For Release Friday, August 23, 2013
Speaking last month at Knox College Galesburg, Ill., President Obama began to try to refocus the American public on the economy. His attention to the need for competition in a global economy was welcome. Global trade is more than a national issue; it’s vital, as well, for healthy metro regions to be prepared to compete internationally.
The slow rebound from the recession and the even slower return to low unemployment levels continue to plague the country. Obama attributed the loss of jobs to new technology and, he said, “Global competition sent jobs overseas.” He outlined what’s needed to compete and said, “The countries that are passive in the face of the global economy will lose the competition for good jobs and high living standards.”

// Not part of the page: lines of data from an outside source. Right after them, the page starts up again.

use std::fmt;

use serde::Serialize;
use studio_contracts::events::ProgressLog;
use studio_contracts::{GenerationMode, HistoryEntry};
use thiserror::Error;
use uuid::Uuid;

use crate::client::{GenerationClient, GenerationRequest};
use crate::gallery::HistoryFeed;
use crate::image_prep::{normalize, NormalizeProfile, SourceImage};
use crate::outcome::{ErrorKind, GeneratedImage, GenerationFailure, GenerationOutcome};
use crate::prompt::PromptFactory;

pub const MAX_BATCH_ITEMS: usize = 20;

#[derive(Debug, Clone, Copy, PartialEq, Eq, Hash, Serialize)]
#[serde(rename_all = "snake_case")]
pub enum BatchStatus {
    Pending,
    Processing,
    Done,
    Error,
}

impl BatchStatus {
    pub fn as_str(self) -> &'static str {
        match self {
            Self::Pending => "pending",
            Self::Processing => "processing",
            Self::Done => "done",
            Self::Error => "error",
        }
    }

    pub fn is_terminal(self) -> bool {
        matches!(self, Self::Done | Self::Error)
    }
}

impl fmt::Display for BatchStatus {
    fn fmt(&self, f: &mut fmt::Formatter<'_>) -> fmt::Result {
        f.write_str(self.as_str())
    }
}

#[derive(Debug, Clone, PartialEq, Eq, Error)]
#[error("batch item {id} cannot move from {from} to {to}")]
pub struct TransitionError {
    pub id: String,
    pub from: BatchStatus,
    pub to: BatchStatus,
}

/// One source image inside a batch run.
///
/// Status only moves forward: `pending -> processing -> done | error`.
#[derive(Debug, Clone, PartialEq, Eq)]
pub struct BatchItem {
    id: String,
    source: SourceImage,
    status: BatchStatus,
    result: Option<GeneratedImage>,
    failure: Option<GenerationFailure>,
}

impl BatchItem {
    pub fn new(id: impl Into<String>, source: SourceImage) -> Self {
        Self {
            id: id.into(),
            source,
            status: BatchStatus::Pending,
            result: None,
            failure: None,
        }
    }

    /// Builds a pending batch under a fresh run id. Sources past
    /// [`MAX_BATCH_ITEMS`] are dropped.
    pub fn from_sources(sources: impl IntoIterator<Item = SourceImage>) -> Vec<BatchItem> {
        let run_id = new_run_id();
        let mut items = Vec::new();
        let mut dropped = 0usize;
        for (index, source) in sources.into_iter().enumerate() {
            if index >= MAX_BATCH_ITEMS {
                dropped += 1;
                continue;
            }
            items.push(BatchItem::new(format!("batch-{run_id}-{index}"), source));
        }
        if dropped > 0 {
            log::warn!("batch limited to {MAX_BATCH_ITEMS} images; dropped {dropped}");
        }
        items
    }

    pub fn id(&self) -> &str {
        &self.id
    }

    pub fn source(&self) -> &SourceImage {
        &self.source
    }

    pub fn status(&self) -> BatchStatus {
        self.status
    }

    pub fn result(&self) -> Option<&GeneratedImage> {
        self.result.as_ref()
    }

    pub fn failure(&self) -> Option<&GenerationFailure> {
        self.failure.as_ref()
    }

    pub fn begin(&mut self) -> Result<(), TransitionError> {
        if self.status != BatchStatus::Pending {
            return Err(self.transition_error(BatchStatus::Processing));
        }
        self.status = BatchStatus::Processing;
        Ok(())
    }

    pub fn complete(&mut self, outcome: GenerationOutcome) -> Result<(), TransitionError> {
        let next = if outcome.is_success() {
            BatchStatus::Done
        } else {
            BatchStatus::Error
        };
        if self.status != BatchStatus::Processing {
            return Err(self.transition_error(next));
        }
        match outcome {
            GenerationOutcome::Success(image) => self.result = Some(image),
            GenerationOutcome::Failure(failure) => self.failure = Some(failure),
        }
        self.status = next;
        Ok(())
    }

    fn transition_error(&self, to: BatchStatus) -> TransitionError {
        TransitionError {
            id: self.id.clone(),
            from: self.status,
            to,
        }
    }
}

/// New pending batch from the sources of the items that failed.
pub fn retry_failed(items: &[BatchItem]) -> Vec<BatchItem> {
    BatchItem::from_sources(
        items
            .iter()
            .filter(|item| item.status == BatchStatus::Error)
            .map(|item| item.source.clone()),
    )
}

/// New pending batch from every source, whatever its previous status.
pub fn retry_all(items: &[BatchItem]) -> Vec<BatchItem> {
    BatchItem::from_sources(items.iter().map(|item| item.source.clone()))
}

fn new_run_id() -> String {
    Uuid::new_v4().simple().to_string()[..8].to_string()
}

#[derive(Debug, Clone, PartialEq, Eq, Serialize)]
#[serde(tag = "type", rename_all = "snake_case")]
pub enum BatchEvent {
    ItemStarted {
        item_id: String,
        current: usize,
        total: usize,
    },
    ItemFinished {
        item_id: String,
        current: usize,
        total: usize,
        status: BatchStatus,
        error_kind: Option<ErrorKind>,
    },
    Completed {
        total: usize,
        succeeded: usize,
        failed: usize,
        preview_item_id: Option<String>,
    },
}

/// Summary of one run. Counts cover items processed by this run only.
///
/// `skipped` counts items that were already `done` or `error`. An item found
/// still `processing` (left over from an interrupted run) is finished as an
/// `error` and counted in `failed`, so every item ends the run terminal.
#[derive(Debug, Clone, Default, PartialEq, Eq)]
pub struct BatchReport {
    pub total: usize,
    pub succeeded: usize,
    pub failed: usize,
    pub skipped: usize,
    pub preview_item_id: Option<String>,
}

/// Drives `items` through the client one at a time, in order.
///
/// An item failure never stops the run. `Completed` is emitted exactly once,
/// after every item has been visited.
pub fn run_batch(
    client: &GenerationClient,
    feed: &mut HistoryFeed,
    progress_log: Option<&ProgressLog>,
    items: &mut [BatchItem],
    prompt_factory: &dyn PromptFactory,
    progress: &mut dyn FnMut(&BatchEvent),
) -> BatchReport {
    let spec = prompt_factory.prompt_spec();
    let total = items.len();
    let mut report = BatchReport {
        total,
        ..BatchReport::default()
    };
    let mut emit = |event: BatchEvent| {
        progress(&event);
        if let Some(sink) = progress_log {
            if let Err(err) = sink.emit(&event) {
                log::warn!("progress log write failed: {err:#}");
            }
        }
    };

    log::info!(
        "batch started: {total} item(s) via {}, aspect {}",
        client.backend_name(),
        spec.aspect_ratio
    );

    for (index, item) in items.iter_mut().enumerate() {
        let current = index + 1;
        if let Err(err) = item.begin() {
            if err.from != BatchStatus::Processing {
                log::warn!("skipping: {err}");
                report.skipped += 1;
                continue;
            }
            log::warn!("batch item {} was left processing; marking it failed", item.id);
            let interrupted = GenerationOutcome::failure(ErrorKind::Unknown, err.to_string());
            if let Err(err) = item.complete(interrupted) {
                log::warn!("batch item state rejected: {err}");
            }
            report.failed += 1;
            emit(BatchEvent::ItemFinished {
                item_id: item.id.clone(),
                current,
                total,
                status: item.status,
                error_kind: item.failure.as_ref().map(|failure| failure.kind),
            });
            continue;
        }
        emit(BatchEvent::ItemStarted {
            item_id: item.id.clone(),
            current,
            total,
        });

        let (outcome, aspect_ratio) = match normalize(&item.source, NormalizeProfile::SINGLE) {
            Ok(image) => {
                let request =
                    GenerationRequest::single(image, spec.text.clone(), spec.aspect_ratio);
                let aspect_ratio = request.aspect_ratio();
                (client.generate(&request), aspect_ratio)
            }
            Err(err) => (
                GenerationOutcome::failure(ErrorKind::FormatError, err.to_string()),
                spec.aspect_ratio,
            ),
        };
        let error_kind = outcome.error().map(|failure| failure.kind);

        if let Err(err) = item.complete(outcome) {
            log::warn!("batch item state rejected: {err}");
        }
        match (item.status, item.result.as_ref()) {
            (BatchStatus::Done, Some(image)) => {
                report.succeeded += 1;
                if report.preview_item_id.is_none() {
                    report.preview_item_id = Some(item.id.clone());
                }
                feed.record(HistoryEntry::new(
                    image.bytes.clone(),
                    image.mime_type.clone(),
                    spec.text.clone(),
                    aspect_ratio,
                    GenerationMode::Batch,
                    spec.style,
                ));
            }
            _ => {
                report.failed += 1;
                if let Some(failure) = item.failure.as_ref() {
                    log::debug!("batch item {} failed: {failure}", item.id);
                }
            }
        }

        emit(BatchEvent::ItemFinished {
            item_id: item.id.clone(),
            current,
            total,
            status: item.status,
            error_kind,
        });
    }

    emit(BatchEvent::Completed {
        total,
        succeeded: report.succeeded,
        failed: report.failed,
        preview_item_id: report.preview_item_id.clone(),
    });
    log::info!(
        "batch finished: {} succeeded, {} failed, {} skipped",
        report.succeeded,
        report.failed,
        report.skipped
    );
    report
}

But central to the national debate on fixing the economy is the role of government. Where does the country set the rheostat between a totally free market economy and an activist role for the government in ensuring economic success? And this question is even more difficult as we face global competition for jobs with countries like China, which have industrial policies.
The Obama administration realizes that a large trade deficit and the flow of jobs overseas require an assertive policy. But is the public in agreement?
For years the American public has not seen global trade as in our interest – although polls show an uptick this year. (See Pew Research Center poll in 2010 here, and see a Gallup poll from February 2013 here.) One example: Since mid-2007, Presidents George W. Bush and Obama have had no fast- track trade authority, letting them negotiate international agreements needing only an up or down vote in Congress.